Constructive TeamGetting started on a new kitchen or bath project is really a huge undertaking.  It is virtually impossible for even the best designer or salesperson to provide a design and quote without quite a bit of pretty basic information about your project.  Let’s take an in depth look at some of the first things that you will need.

Gather Ideas
Kitchen and bath cabinets come in literally hundreds of different styles, wood species, colors, and finishes.  With such a wide variety of options available, a good understanding of your personal style and the “look” you are trying to achieve is a great starting point. It is often helpful to create a design folder containing pictures of your current kitchen or bath layout as well as a sampling of your home furnishings to help the designer visualize your style.  This folder is a good place for magazine articles and pictures that demonstrate styles and features that are important in your new design.

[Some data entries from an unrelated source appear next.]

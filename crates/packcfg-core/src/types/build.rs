//! The resolved configuration handed to the packaging toolchain

use std::collections::BTreeMap;

use serde::Serialize;

use super::setting::SettingOrigin;
use super::signing::SigningProfile;
use super::variant::{BuildVariant, PackagingPolicy};
use crate::error::{ConfigError, ConfigResult};

/// Java/Kotlin language levels the module compiles with
#[derive(Debug, Clone, PartialEq, Eq, Serialize)]
#[serde(rename_all = "camelCase")]
pub struct CompileOptions {
    pub source_compatibility: u32,
    pub target_compatibility: u32,
    pub jvm_target: String,
}

impl Default for CompileOptions {
    fn default() -> Self {
        Self {
            source_compatibility: 11,
            target_compatibility: 11,
            jvm_target: "11".to_string(),
        }
    }
}

/// Output encoding for a resolved configuration
#[derive(Debug, Clone, Copy, PartialEq, Eq, Default)]
pub enum OutputFormat {
    #[default]
    Json,
    Yaml,
}

/// Complete resolved configuration for one build invocation
#[derive(Debug, Clone, PartialEq, Eq, Serialize)]
#[serde(rename_all = "camelCase")]
pub struct ResolvedBuildConfig {
    pub namespace: String,
    pub application_id: String,
    pub compile_sdk: i32,
    pub min_sdk: i32,
    pub target_sdk: i32,
    pub version_code: i32,
    pub version_name: String,
    pub compile_options: CompileOptions,
    /// Release signing credentials, possibly partial
    pub signing: SigningProfile,
    /// Packaging policy per build variant
    pub build_types: BTreeMap<BuildVariant, PackagingPolicy>,
    /// Which layer supplied each setting, keyed by setting name
    pub resolved_from: BTreeMap<String, SettingOrigin>,
}

impl ResolvedBuildConfig {
    /// A copy with signing passwords replaced by the redaction marker
    pub fn redacted(&self) -> Self {
        Self {
            signing: self.signing.redacted(),
            ..self.clone()
        }
    }

    /// Keep only the policy of one variant
    pub fn only_variant(mut self, variant: BuildVariant) -> Self {
        self.build_types.retain(|v, _| *v == variant);
        self
    }

    /// Policy for a variant
    pub fn policy(&self, variant: BuildVariant) -> Option<&PackagingPolicy> {
        self.build_types.get(&variant)
    }

    pub fn to_json(&self) -> ConfigResult<String> {
        serde_json::to_string_pretty(self).map_err(|e| ConfigError::Serialization(e.to_string()))
    }

    pub fn to_yaml(&self) -> ConfigResult<String> {
        serde_yaml::to_string(self).map_err(|e| ConfigError::Serialization(e.to_string()))
    }

    /// Render in the requested format
    pub fn render(&self, format: OutputFormat) -> ConfigResult<String> {
        match format {
            OutputFormat::Json => self.to_json(),
            OutputFormat::Yaml => self.to_yaml(),
        }
    }
}
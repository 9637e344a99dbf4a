//! Single-setting resolution: metadata chain first, compiled-in default last

use crate::error::{ConfigError, ConfigResult};
use crate::properties::ChainPropertySource;
use crate::types::{ResolvedSetting, SettingOrigin, SettingValue};

/// Toolchain metadata keys
pub mod keys {
    pub const NAMESPACE: &str = "namespace";
    pub const APPLICATION_ID: &str = "applicationId";
    pub const COMPILE_SDK: &str = "flutter.compileSdkVersion";
    pub const MIN_SDK: &str = "flutter.minSdkVersion";
    pub const TARGET_SDK: &str = "flutter.targetSdkVersion";
    pub const VERSION_CODE: &str = "flutter.versionCode";
    pub const VERSION_NAME: &str = "flutter.versionName";
}

pub const DEFAULT_COMPILE_SDK: i32 = 35;
pub const DEFAULT_MIN_SDK: i32 = 23;
pub const DEFAULT_TARGET_SDK: i32 = 35;
pub const DEFAULT_VERSION_CODE: i32 = 13;
pub const DEFAULT_VERSION_NAME: &str = "0.1.1";

/// Description of one known setting, for listings
#[derive(Debug, Clone, Copy, PartialEq, Eq)]
pub struct SettingInfo {
    /// Name in the resolved configuration
    pub name: &'static str,
    /// Metadata key, `None` for caller-supplied settings
    pub key: Option<&'static str>,
    /// Human-readable default
    pub default: &'static str,
}

/// Every setting the resolver produces, in output order
pub const KNOWN_SETTINGS: &[SettingInfo] = &[
    SettingInfo { name: "namespace", key: None, default: "(required)" },
    SettingInfo { name: "applicationId", key: None, default: "(namespace)" },
    SettingInfo { name: "compileSdk", key: Some(keys::COMPILE_SDK), default: "35" },
    SettingInfo { name: "minSdk", key: Some(keys::MIN_SDK), default: "23" },
    SettingInfo { name: "targetSdk", key: Some(keys::TARGET_SDK), default: "35" },
    SettingInfo { name: "versionCode", key: Some(keys::VERSION_CODE), default: "13" },
    SettingInfo { name: "versionName", key: Some(keys::VERSION_NAME), default: "0.1.1" },
];

/// Resolve `key` against `metadata`, falling back to `default`
///
/// A present value that does not parse as `T` is a `TypeMismatch`; it never
/// falls through to lower-priority sources or to the default.
pub fn resolve_setting<T: SettingValue>(
    metadata: &ChainPropertySource,
    key: &str,
    default: T,
) -> ConfigResult<ResolvedSetting<T>> {
    match metadata.lookup(key) {
        Some((raw, source)) => match T::parse_value(&raw) {
            Some(value) => Ok(ResolvedSetting::new(key, value, SettingOrigin::Source(source.to_string()))),
            None => Err(ConfigError::TypeMismatch {
                key: key.to_string(),
                value: raw,
                expected: T::TYPE_NAME,
                origin: source.to_string(),
            }),
        },
        None => Ok(ResolvedSetting::new(key, default, SettingOrigin::Default)),
    }
}

/// Resolve a caller-supplied setting that has no default
///
/// A blank value counts as not supplied.
pub fn resolve_required(key: &str, supplied: Option<&str>) -> ConfigResult<ResolvedSetting<String>> {
    supplied
        .filter(|value| !value.trim().is_empty())
        .map(|value| ResolvedSetting::new(key, value.to_string(), SettingOrigin::Caller))
        .ok_or_else(|| ConfigError::MissingRequiredValue(key.to_string()))
}
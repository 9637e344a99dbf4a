//! Configuration resolution
//!
//! This module walks the metadata chain for each setting, assembles the
//! signing profile and produces the complete `ResolvedBuildConfig`.

mod setting;
mod signing;
mod config_resolver;

pub use setting::{
    keys, resolve_required, resolve_setting, SettingInfo, DEFAULT_COMPILE_SDK, DEFAULT_MIN_SDK,
    DEFAULT_TARGET_SDK, DEFAULT_VERSION_CODE, DEFAULT_VERSION_NAME, KNOWN_SETTINGS,
};
pub use signing::build_signing_profile;
pub use config_resolver::{ConfigResolver, ResolveRequest};
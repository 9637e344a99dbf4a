//! Line-oriented `key=value` property file parser
//!
//! Accepts the property-file dialect the Android toolchain reads: `#`/`!`
//! comments, `=`, `:` or whitespace separators, backslash line continuations
//! and backslash escapes including `\uXXXX`. Lines end at `\n`, `\r\n` or a
//! lone `\r`. The only malformed input is a bad `\uXXXX` escape.

/// A parse failure at a 1-based line number
#[derive(Debug, Clone, PartialEq, Eq)]
pub(crate) struct ParseError {
    pub line: usize,
    pub message: String,
}

/// Parse property text into entries in file order
///
/// Duplicate keys are all returned; the caller decides which one wins.
/// A line such as `=value` yields the empty key.
pub(crate) fn parse(text: &str) -> Result<Vec<(String, String)>, ParseError> {
    let mut entries = Vec::new();
    let mut lines = physical_lines(text).into_iter().enumerate();

    while let Some((index, raw)) = lines.next() {
        let line_number = index + 1;
        let trimmed = raw.trim_start_matches(is_blank);
        if trimmed.is_empty() || trimmed.starts_with('#') || trimmed.starts_with('!') {
            continue;
        }

        let mut logical = trimmed.to_string();
        while continues(&logical) {
            logical.pop();
            match lines.next() {
                Some((_, next)) => logical.push_str(next.trim_start_matches(is_blank)),
                None => break,
            }
        }

        let entry = split_entry(&logical).map_err(|message| ParseError {
            line: line_number,
            message,
        })?;
        entries.push(entry);
    }

    Ok(entries)
}

/// Split on `\n`, `\r\n` and lone `\r`; a trailing terminator adds no line
fn physical_lines(text: &str) -> Vec<&str> {
    let bytes = text.as_bytes();
    let mut lines = Vec::new();
    let mut start = 0;
    let mut i = 0;

    while i < bytes.len() {
        match bytes[i] {
            b'\n' => {
                lines.push(&text[start..i]);
                i += 1;
                start = i;
            }
            b'\r' => {
                lines.push(&text[start..i]);
                i += if bytes.get(i + 1) == Some(&b'\n') { 2 } else { 1 };
                start = i;
            }
            _ => i += 1,
        }
    }
    if start < text.len() {
        lines.push(&text[start..]);
    }

    lines
}

fn is_blank(c: char) -> bool {
    matches!(c, ' ' | '\t' | '\x0c')
}

/// A line continues when it ends in an odd number of backslashes
fn continues(line: &str) -> bool {
    line.chars().rev().take_while(|&c| c == '\\').count() % 2 == 1
}

fn split_entry(line: &str) -> Result<(String, String), String> {
    let mut key_end = line.len();
    let mut escaped = false;
    for (i, c) in line.char_indices() {
        if escaped {
            escaped = false;
            continue;
        }
        match c {
            '\\' => escaped = true,
            '=' | ':' => {
                key_end = i;
                break;
            }
            c if is_blank(c) => {
                key_end = i;
                break;
            }
            _ => {}
        }
    }

    let raw_key = &line[..key_end];
    let mut rest = line[key_end..].trim_start_matches(is_blank);
    if let Some(stripped) = rest.strip_prefix(|c: char| c == '=' || c == ':') {
        rest = stripped.trim_start_matches(is_blank);
    }

    let key = unescape(raw_key)?;
    let value = unescape(rest)?;
    Ok((key, value))
}

fn unescape(raw: &str) -> Result<String, String> {
    let mut out = String::with_capacity(raw.len());
    let mut chars = raw.chars();

    while let Some(c) = chars.next() {
        if c != '\\' {
            out.push(c);
            continue;
        }
        match chars.next() {
            Some('t') => out.push('\t'),
            Some('n') => out.push('\n'),
            Some('r') => out.push('\r'),
            Some('f') => out.push('\x0c'),
            Some('u') => {
                let unit = read_code_unit(&mut chars)?;
                out.push(decode_code_unit(unit, &mut chars)?);
            }
            Some(other) => out.push(other),
            None => {}
        }
    }

    Ok(out)
}

/// Read the four hex digits of a `\uXXXX` escape
fn read_code_unit(chars: &mut std::str::Chars<'_>) -> Result<u16, String> {
    let hex: String = chars.by_ref().take(4).collect();
    if hex.chars().count() != 4 || !hex.chars().all(|c| c.is_ascii_hexdigit()) {
        return Err(format!("invalid unicode escape '\\u{}'", hex));
    }
    u16::from_str_radix(&hex, 16).map_err(|_| format!("invalid unicode escape '\\u{}'", hex))
}

/// Turn a UTF-16 code unit into a char, pairing a high surrogate with the
/// `\uXXXX` escape that must follow it
fn decode_code_unit(unit: u16, chars: &mut std::str::Chars<'_>) -> Result<char, String> {
    if !(0xD800..0xDC00).contains(&unit) {
        return char::decode_utf16([unit])
            .next()
            .and_then(Result::ok)
            .ok_or_else(|| format!("unpaired surrogate '\\u{:04x}'", unit));
    }

    let low = match (chars.next(), chars.next()) {
        (Some('\\'), Some('u')) => read_code_unit(chars)?,
        _ => return Err(format!("unpaired surrogate '\\u{:04x}'", unit)),
    };
    char::decode_utf16([unit, low])
        .next()
        .and_then(Result::ok)
        .ok_or_else(|| format!("unpaired surrogate '\\u{:04x}'", unit))
}
//! Logger trait definition

use std::sync::Arc;

/// Logger abstraction injected into the resolver
///
/// Implementations:
/// - `NoOpLogger`: Silent logger for testing
/// - `MemoryLogger`: Records messages for assertions
/// - `TracingLogger`: Forwards to the `tracing` macros
pub trait Logger: Send + Sync {
    /// Log a debug message
    fn debug(&self, message: &str);

    /// Log an info message
    fn info(&self, message: &str);

    /// Log a warning message
    fn warn(&self, message: &str);

    /// Log an error message
    fn error(&self, message: &str);
}

/// Type alias for an Arc-wrapped logger
pub type SharedLogger = Arc<dyn Logger>;

/// Convenience macros for logging
#[macro_export]
macro_rules! log_debug {
    ($logger:expr, $($arg:tt)*) => {
        $logger.debug(&format!($($arg)*))
    };
}

#[macro_export]
macro_rules! log_info {
    ($logger:expr, $($arg:tt)*) => {
        $logger.info(&format!($($arg)*))
    };
}
//! Signing profile assembly

use std::path::PathBuf;

use crate::properties::PropertySource;
use crate::types::{signing_keys as keys, Secret, SigningProfile};

/// Copy each signing credential from `store` if its key exists
///
/// Absent keys leave their field absent. Nothing is defaulted and nothing is
/// validated: the signer reports what it cannot work with.
pub fn build_signing_profile(store: &dyn PropertySource) -> SigningProfile {
    SigningProfile {
        key_alias: store.get(keys::KEY_ALIAS),
        key_password: store.get(keys::KEY_PASSWORD).map(Secret::new),
        store_file: store.get(keys::STORE_FILE).map(PathBuf::from),
        store_password: store.get(keys::STORE_PASSWORD).map(Secret::new),
    }
}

Prioritize Your “Needs”, “Wants”, and “Desires”
If you want to avoid that nagging “I wish we had thought of that” feeling after your remodel is complete, it’s time to make a couple of important lists.  The first should include everything you dislike about your current kitchen.  Next, take your design ideas and make a second list of all the features and style elements that you might like to see in your new kitchen.  Draw three columns to the right of this list labeled “Need”, “Want”, and “Desire.”  For each item on your list, put a check in the “Need” column if it fixes something you dislike about your current kitchen.  If it does not, put a check in the “Want” column for something that adds value or a check in the “Desire” column if it is simply an “oh wow” item.  The challenge here is to be honest with yourself.

Measure Your Space
A good basic drawing of your design space should include wall-to-wall measurements along with door, window, electrical, plumbing, and vent locations.  Your measurements should be accurate to at least ¼” and should also include vertical measurements – the distance from the floor and to the ceiling.  This drawing will provide the essential information to your designer on the elements that will, and will not, work in your space.  Of course, all of your measurements should be verified by your contractor before the cabinets are ordered.

Determine Your Budget
You should plan to spend approximately 10% to 20% of your home’s current market value in a complete kitchen remodel.  A well-planned project in this range can return up to 90% of your investment when you sell your home.  As you develop your budget, consider if this is your “dream home” or simply a transitional home and how long you expect to live there.  You should also consider your neighborhood and local property value trends.  A good budget will include two numbers for the project – what you expect to spend and the maximum you are willing to spend.  This flexibility can be helpful should your designer have additional ideas that you might not have considered.

Armed with this information, you are now ready to transform your kitchen into a fresh new design with features that will give you years of enjoyment.